U.S. Apartment Vacancies Fourth Quarter 2011: Apartment Vacancies Hit 10-Year Low

U.S. Apartment Vacancies Hit 10-Year Low Driven By Lack Of Supply

* Vacancies at lowest level since late '01

* Effective rents on the rise

* Rate expected to fall further this year

Jan 5 (Reuters) - U.S. apartment vacancies fell to a 10-year low in the fourth quarter and rents continued to rise as the economy showed signs of growth. real estate research firm Reis Inc said on Thursday.

Those trends should continue this year, the firm added, with rents increasing sharply as vacancies decline.

Reis said the nationwide vacancy rate fell to 5.2 percent, a level last seen in late 2001. It is also lower than the lowest vacancy rate seen during the last cycle, in 2006, before vacancies started to soar because of the financial crisis.

Asking rents rose 0.4 percent in the quarter, while effective rents -- what the tenant actually pays on an annual basis after discounts -- rose 0.5 percent.
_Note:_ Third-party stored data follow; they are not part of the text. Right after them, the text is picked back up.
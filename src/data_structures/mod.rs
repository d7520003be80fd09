pub mod priority_queue;

pub use priority_queue::IndexedPriorityQueue;
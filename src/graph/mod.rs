pub mod directed;
pub mod generators;
pub mod loader;
pub mod traits;
pub mod vertex;

pub use directed::WeightedDirectedGraph;
pub use traits::{Graph, MutableGraph};
pub use vertex::{MapVertex, WeightedEdge};

/// Graph of positioned, labelled vertices as produced by the loader and generators
pub type MapGraph = WeightedDirectedGraph<MapVertex, WeightedEdge>;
Nearly 90 percent of the markets surveyed reported higher effective rents, the firm said.

"The fourth quarter tends to be a weaker leasing period given that most households make moving decisions in the second and third quarters, but the apartment sector exceeded expectations once again, ostensibly due to heightened economic activity in the last three months," Reis's research head, Victor Calanog, said in a commentary.
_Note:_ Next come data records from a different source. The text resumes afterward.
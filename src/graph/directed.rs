use std::collections::{HashMap, HashSet};
use std::fmt::Debug;
use std::hash::Hash;

use crate::graph::traits::{Graph, MutableGraph};
use crate::{Error, Result};

/// A directed graph implementation using adjacency maps keyed by vertex identity
#[derive(Debug, Clone)]
pub struct WeightedDirectedGraph<V, E>
where
    V: Clone + Eq + Hash + Debug,
{
    /// Outgoing edges for each vertex: source -> {target -> payload}
    outgoing_edges: HashMap<V, HashMap<V, E>>,

    /// Incoming edges for each vertex: target -> {source}
    incoming_edges: HashMap<V, HashSet<V>>,

    edge_count: usize,
}

impl<V, E> WeightedDirectedGraph<V, E>
where
    V: Clone + Eq + Hash + Debug,
{
    /// Creates a new empty directed graph
    pub fn new() -> Self {
        WeightedDirectedGraph {
            outgoing_edges: HashMap::new(),
            incoming_edges: HashMap::new(),
            edge_count: 0,
        }
    }

    /// Creates a new empty directed graph with room for `vertices` vertices
    pub fn with_capacity(vertices: usize) -> Self {
        WeightedDirectedGraph {
            outgoing_edges: HashMap::with_capacity(vertices),
            incoming_edges: HashMap::with_capacity(vertices),
            edge_count: 0,
        }
    }

    /// Returns the stored vertex equal to `vertex`.
    ///
    /// Useful when identity is a key and the stored value carries more data
    /// than the probe used to look it up.
    pub fn get_vertex(&self, vertex: &V) -> Option<&V> {
        self.outgoing_edges.get_key_value(vertex).map(|(stored, _)| stored)
    }

    /// Returns every source with an edge into `vertex`
    pub fn incoming_neighbours(&self, vertex: &V) -> Result<impl Iterator<Item = &V> + '_> {
        self.incoming_edges
            .get(vertex)
            .map(|sources| sources.iter())
            .ok_or_else(|| unknown_vertex(vertex))
    }

    fn require_vertex(&self, vertex: &V) -> Result<&HashMap<V, E>> {
        self.outgoing_edges
            .get(vertex)
            .ok_or_else(|| unknown_vertex(vertex))
    }
}

impl<V, E> Default for WeightedDirectedGraph<V, E>
where
    V: Clone + Eq + Hash + Debug,
{
    fn default() -> Self {
        Self::new()
    }
}

fn unknown_vertex<V: Debug>(vertex: &V) -> Error {
    Error::UnknownVertex(format!("{:?}", vertex))
}

fn unknown_edge<V: Debug>(source: &V, target: &V) -> Error {
    Error::UnknownEdge(format!("{:?}", source), format!("{:?}", target))
}

impl<V, E> Graph for WeightedDirectedGraph<V, E>
where
    V: Clone + Eq + Hash + Debug,
    E: Debug,
{
    type Vertex = V;
    type Edge = E;

    fn vertex_count(&self) -> usize {
        self.outgoing_edges.len()
    }

    fn edge_count(&self) -> usize {
        self.edge_count
    }

    fn vertices(&self) -> Box<dyn Iterator<Item = &V> + '_> {
        Box::new(self.outgoing_edges.keys())
    }

    fn has_vertex(&self, vertex: &V) -> bool {
        self.outgoing_edges.contains_key(vertex)
    }

    fn outgoing_edges(&self, vertex: &V) -> Box<dyn Iterator<Item = (&V, &E)> + '_> {
        if let Some(edges) = self.outgoing_edges.get(vertex) {
            Box::new(edges.iter())
        } else {
            Box::new(std::iter::empty())
        }
    }

    fn neighbours(&self, vertex: &V) -> Result<Box<dyn Iterator<Item = &V> + '_>> {
        let edges = self.require_vertex(vertex)?;
        Ok(Box::new(edges.keys()))
    }

    fn has_edge(&self, source: &V, target: &V) -> Result<bool> {
        let edges = self.require_vertex(source)?;
        if !self.has_vertex(target) {
            return Err(unknown_vertex(target));
        }
        Ok(edges.contains_key(target))
    }

    fn get_edge(&self, source: &V, target: &V) -> Result<&E> {
        if self.has_edge(source, target)? {
            self.outgoing_edges
                .get(source)
                .and_then(|edges| edges.get(target))
                .ok_or_else(|| unknown_edge(source, target))
        } else {
            Err(unknown_edge(source, target))
        }
    }
}

impl<V, E> MutableGraph for WeightedDirectedGraph<V, E>
where
    V: Clone + Eq + Hash + Debug,
    E: Debug,
{
    fn add_vertex(&mut self, vertex: V) -> Result<()> {
        if self.has_vertex(&vertex) {
            return Err(Error::DuplicateVertex(format!("{:?}", vertex)));
        }

        self.incoming_edges.insert(vertex.clone(), HashSet::new());
        self.outgoing_edges.insert(vertex, HashMap::new());
        Ok(())
    }

    fn remove_vertex(&mut self, vertex: &V) -> Result<()> {
        let outgoing = self
            .outgoing_edges
            .remove(vertex)
            .ok_or_else(|| unknown_vertex(vertex))?;
        let incoming = self.incoming_edges.remove(vertex).unwrap_or_default();

        // Self loops show up on both sides; count them once
        let self_loop = outgoing.contains_key(vertex);
        for target in outgoing.keys() {
            if let Some(sources) = self.incoming_edges.get_mut(target) {
                sources.remove(vertex);
            }
        }
        for source in &incoming {
            if let Some(targets) = self.outgoing_edges.get_mut(source) {
                targets.remove(vertex);
            }
        }

        let removed = outgoing.len() + incoming.len() - usize::from(self_loop);
        self.edge_count -= removed;
        Ok(())
    }

    fn add_edge(&mut self, source: &V, target: &V, edge: E) -> Result<()> {
        if self.has_edge(source, target)? {
            return Err(Error::DuplicateEdge(
                format!("{:?}", source),
                format!("{:?}", target),
            ));
        }

        if let Some(targets) = self.outgoing_edges.get_mut(source) {
            targets.insert(target.clone(), edge);
        }
        if let Some(sources) = self.incoming_edges.get_mut(target) {
            sources.insert(source.clone());
        }
        self.edge_count += 1;
        Ok(())
    }

    fn remove_edge(&mut self, source: &V, target: &V) -> Result<E> {
        if !self.has_edge(source, target)? {
            return Err(unknown_edge(source, target));
        }

        let edge = self
            .outgoing_edges
            .get_mut(source)
            .and_then(|targets| targets.remove(target))
            .ok_or_else(|| unknown_edge(source, target))?;
        if let Some(sources) = self.incoming_edges.get_mut(target) {
            sources.remove(source);
        }
        self.edge_count -= 1;
        Ok(edge)
    }
}
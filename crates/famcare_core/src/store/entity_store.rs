//! Ordered in-memory record store.

use crate::model::record::{Record, RecordId};

/// Ordered sequence of records of one kind, owned by a single screen.
#[derive(Debug, Clone)]
pub struct EntityStore<T: Record> {
    records: Vec<T>,
    next_id: u64,
}

impl<T: Record> Default for EntityStore<T> {
    fn default() -> Self {
        Self::new()
    }
}

impl<T: Record> EntityStore<T> {
    /// Creates an empty store whose first id is `1`.
    pub fn new() -> Self {
        Self {
            records: Vec::new(),
            next_id: 1,
        }
    }

    /// Creates a store seeded with existing records.
    ///
    /// The id counter continues after the highest seeded id.
    pub fn with_records(records: Vec<T>) -> Self {
        let next_id = records
            .iter()
            .map(|record| record.id().get())
            .max()
            .map_or(1, |max| max.saturating_add(1));
        Self { records, next_id }
    }

    /// Id the next insert will receive.
    pub fn peek_next_id(&self) -> RecordId {
        RecordId::new(self.next_id)
    }

    /// Allocates an id, builds the record with it and appends it.
    pub fn insert_with(&mut self, build: impl FnOnce(RecordId) -> T) -> &T {
        let id = RecordId::new(self.next_id);
        self.next_id = self.next_id.saturating_add(1);
        let index = self.records.len();
        self.records.push(build(id));
        &self.records[index]
    }

    /// Replaces the record with `id` by `update(old)`.
    ///
    /// Returns the new record, or `None` when no record has that id.
    pub fn replace_with(&mut self, id: RecordId, update: impl FnOnce(&T) -> T) -> Option<&T> {
        let slot = self.records.iter_mut().find(|record| record.id() == id)?;
        *slot = update(slot);
        Some(&*slot)
    }

    pub fn get(&self, id: RecordId) -> Option<&T> {
        self.records.iter().find(|record| record.id() == id)
    }

    pub fn records(&self) -> &[T] {
        &self.records
    }

    pub fn iter(&self) -> std::slice::Iter<'_, T> {
        self.records.iter()
    }

    pub fn len(&self) -> usize {
        self.records.len()
    }

    pub fn is_empty(&self) -> bool {
        self.records.is_empty()
    }

    /// Number of records matching `predicate`.
    pub fn count(&self, predicate: impl Fn(&T) -> bool) -> usize {
        self.records.iter().filter(|record| predicate(record)).count()
    }
}

impl<'a, T: Record> IntoIterator for &'a EntityStore<T> {
    type Item = &'a T;
    type IntoIter = std::slice::Iter<'a, T>;

    fn into_iter(self) -> Self::IntoIter {
        self.records.iter()
    }
}

#[cfg(test)]
mod tests {
    use super::EntityStore;
    use crate::model::record::{EntityKind, Record, RecordId};

    #[derive(Debug, Clone, PartialEq)]
    struct Row {
        id: RecordId,
        flag: bool,
    }

    impl Record for Row {
        const KIND: EntityKind = EntityKind::Medication;

        fn id(&self) -> RecordId {
            self.id
        }
    }

    #[test]
    fn ids_continue_after_highest_seeded_id() {
        let mut store = EntityStore::with_records(vec![
            Row { id: RecordId::new(1), flag: false },
            Row { id: RecordId::new(5), flag: false },
        ]);
        let inserted = store.insert_with(|id| Row { id, flag: true }).id;
        assert_eq!(inserted, RecordId::new(6));
        assert_eq!(store.peek_next_id(), RecordId::new(7));
    }

    #[test]
    fn empty_store_starts_at_one() {
        let mut store = EntityStore::<Row>::new();
        assert!(store.is_empty());
        let first = store.insert_with(|id| Row { id, flag: false }).id;
        assert_eq!(first, RecordId::new(1));
    }

    #[test]
    fn replace_with_keeps_position_and_ignores_unknown_ids() {
        let mut store = EntityStore::new();
        store.insert_with(|id| Row { id, flag: false });
        store.insert_with(|id| Row { id, flag: false });

        let updated = store
            .replace_with(RecordId::new(2), |row| Row { flag: !row.flag, ..row.clone() })
            .cloned();
        assert_eq!(updated.map(|row| row.flag), Some(true));
        assert_eq!(store.records()[1].id, RecordId::new(2));
        assert!(store.replace_with(RecordId::new(9), Clone::clone).is_none());
        assert_eq!(store.count(|row| row.flag), 1);
    }
}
Apartment supply was tightest in the college town of New Haven, Connecticut, with a vacancy rate of 2.1 percent, followed closely by New York City at 2.4 percent.

Rent growth was highest in San Francisco, where effective rents grew 1.7 percent in the fourth quarter to $1,865.

Over the course of the year, the biggest decline in the vacancy rate was in the cities of Charleston, South Carolina, and Greensboro, North Carolina.

One of the key factors driving the tightening market, Reis said, was a lack of supply. Some 37,678 new apartment units came to market in 2011, the firm said, the lowest total in 31 years of data and nearly 25 percent less than the prior low.

That should change, though, as developers are drawn to what has been the best-performing real estate sector of late.